**The task:** Go through the entries below. Copy each line in which "errors" appears.

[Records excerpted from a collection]
=== Section Start ===

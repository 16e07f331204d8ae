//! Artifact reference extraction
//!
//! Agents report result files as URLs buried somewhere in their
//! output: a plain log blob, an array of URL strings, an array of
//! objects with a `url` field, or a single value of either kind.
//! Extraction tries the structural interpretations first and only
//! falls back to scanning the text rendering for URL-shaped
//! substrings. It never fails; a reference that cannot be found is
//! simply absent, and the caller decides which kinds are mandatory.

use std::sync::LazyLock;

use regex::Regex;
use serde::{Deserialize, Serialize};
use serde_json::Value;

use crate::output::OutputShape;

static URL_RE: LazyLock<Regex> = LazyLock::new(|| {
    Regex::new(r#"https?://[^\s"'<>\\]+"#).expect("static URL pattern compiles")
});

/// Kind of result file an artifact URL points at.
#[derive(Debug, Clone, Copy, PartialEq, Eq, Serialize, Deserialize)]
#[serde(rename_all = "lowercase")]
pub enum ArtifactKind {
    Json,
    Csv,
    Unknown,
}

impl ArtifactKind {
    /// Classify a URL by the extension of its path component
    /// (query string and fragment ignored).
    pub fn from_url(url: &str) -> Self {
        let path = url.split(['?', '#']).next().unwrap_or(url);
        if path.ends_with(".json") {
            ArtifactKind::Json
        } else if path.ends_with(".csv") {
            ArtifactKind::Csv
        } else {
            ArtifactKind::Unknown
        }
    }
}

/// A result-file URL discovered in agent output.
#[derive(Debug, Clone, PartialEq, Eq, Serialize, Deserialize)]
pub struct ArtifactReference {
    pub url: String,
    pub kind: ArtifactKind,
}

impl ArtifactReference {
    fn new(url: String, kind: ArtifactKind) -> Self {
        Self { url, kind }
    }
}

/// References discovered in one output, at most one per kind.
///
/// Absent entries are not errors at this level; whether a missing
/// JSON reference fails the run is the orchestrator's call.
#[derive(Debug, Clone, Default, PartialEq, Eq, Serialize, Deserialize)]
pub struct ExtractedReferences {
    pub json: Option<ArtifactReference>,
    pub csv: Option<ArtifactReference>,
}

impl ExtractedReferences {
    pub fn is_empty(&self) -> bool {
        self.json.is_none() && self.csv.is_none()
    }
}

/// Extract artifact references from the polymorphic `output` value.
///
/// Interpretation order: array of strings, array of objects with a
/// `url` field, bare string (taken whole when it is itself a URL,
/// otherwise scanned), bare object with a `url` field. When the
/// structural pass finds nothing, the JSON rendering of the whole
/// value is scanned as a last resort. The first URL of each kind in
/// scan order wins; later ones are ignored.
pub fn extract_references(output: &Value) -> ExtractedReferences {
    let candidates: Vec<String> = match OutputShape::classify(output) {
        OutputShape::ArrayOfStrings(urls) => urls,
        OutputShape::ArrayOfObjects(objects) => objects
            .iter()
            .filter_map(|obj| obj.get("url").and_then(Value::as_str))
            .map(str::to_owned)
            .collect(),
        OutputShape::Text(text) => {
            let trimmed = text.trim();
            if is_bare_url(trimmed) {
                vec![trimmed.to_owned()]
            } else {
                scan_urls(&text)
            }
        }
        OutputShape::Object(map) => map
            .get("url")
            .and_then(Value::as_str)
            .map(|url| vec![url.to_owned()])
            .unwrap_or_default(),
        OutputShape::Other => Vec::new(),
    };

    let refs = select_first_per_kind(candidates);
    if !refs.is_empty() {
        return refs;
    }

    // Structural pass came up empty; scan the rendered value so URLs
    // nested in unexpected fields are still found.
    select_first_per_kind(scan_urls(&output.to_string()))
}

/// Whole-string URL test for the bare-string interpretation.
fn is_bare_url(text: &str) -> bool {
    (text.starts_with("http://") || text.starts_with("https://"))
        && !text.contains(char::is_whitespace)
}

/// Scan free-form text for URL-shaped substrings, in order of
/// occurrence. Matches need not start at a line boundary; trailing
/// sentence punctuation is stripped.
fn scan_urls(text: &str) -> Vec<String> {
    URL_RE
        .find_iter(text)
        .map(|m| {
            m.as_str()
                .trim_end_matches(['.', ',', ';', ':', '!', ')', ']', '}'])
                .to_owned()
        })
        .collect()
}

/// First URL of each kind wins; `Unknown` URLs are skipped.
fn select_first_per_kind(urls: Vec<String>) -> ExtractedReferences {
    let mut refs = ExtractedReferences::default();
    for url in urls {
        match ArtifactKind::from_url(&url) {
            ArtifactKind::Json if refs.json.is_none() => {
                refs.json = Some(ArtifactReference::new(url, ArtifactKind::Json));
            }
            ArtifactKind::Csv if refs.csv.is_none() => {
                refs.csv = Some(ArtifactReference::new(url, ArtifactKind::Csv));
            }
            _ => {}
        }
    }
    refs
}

=== Section End ===
=== Section Start ===

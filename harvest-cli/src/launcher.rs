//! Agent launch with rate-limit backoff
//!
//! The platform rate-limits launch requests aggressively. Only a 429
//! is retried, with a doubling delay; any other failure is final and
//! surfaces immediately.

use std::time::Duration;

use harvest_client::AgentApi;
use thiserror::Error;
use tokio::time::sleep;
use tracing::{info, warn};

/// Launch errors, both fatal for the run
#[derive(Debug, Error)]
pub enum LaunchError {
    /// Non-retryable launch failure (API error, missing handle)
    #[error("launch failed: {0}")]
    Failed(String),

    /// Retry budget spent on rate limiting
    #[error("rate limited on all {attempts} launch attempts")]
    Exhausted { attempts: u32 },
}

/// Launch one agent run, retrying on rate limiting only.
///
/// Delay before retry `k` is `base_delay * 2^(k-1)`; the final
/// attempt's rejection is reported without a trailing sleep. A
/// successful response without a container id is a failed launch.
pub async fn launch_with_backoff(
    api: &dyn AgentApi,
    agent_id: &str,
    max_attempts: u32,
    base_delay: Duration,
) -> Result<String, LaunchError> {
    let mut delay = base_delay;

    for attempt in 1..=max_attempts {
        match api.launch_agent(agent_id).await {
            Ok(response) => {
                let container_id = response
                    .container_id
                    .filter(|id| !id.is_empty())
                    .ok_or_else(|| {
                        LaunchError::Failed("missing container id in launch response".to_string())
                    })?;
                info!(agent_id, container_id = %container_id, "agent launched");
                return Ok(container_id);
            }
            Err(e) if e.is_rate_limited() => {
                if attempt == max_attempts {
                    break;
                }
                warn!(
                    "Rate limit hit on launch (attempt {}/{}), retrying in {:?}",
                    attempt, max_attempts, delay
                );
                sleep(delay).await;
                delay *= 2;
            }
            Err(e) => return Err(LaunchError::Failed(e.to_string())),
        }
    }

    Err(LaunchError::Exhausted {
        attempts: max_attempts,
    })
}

=== Section End ===

**Response to the exercise:**
/// Absent entries are not errors at this level; whether a missing
/// Launch errors, both fatal for the run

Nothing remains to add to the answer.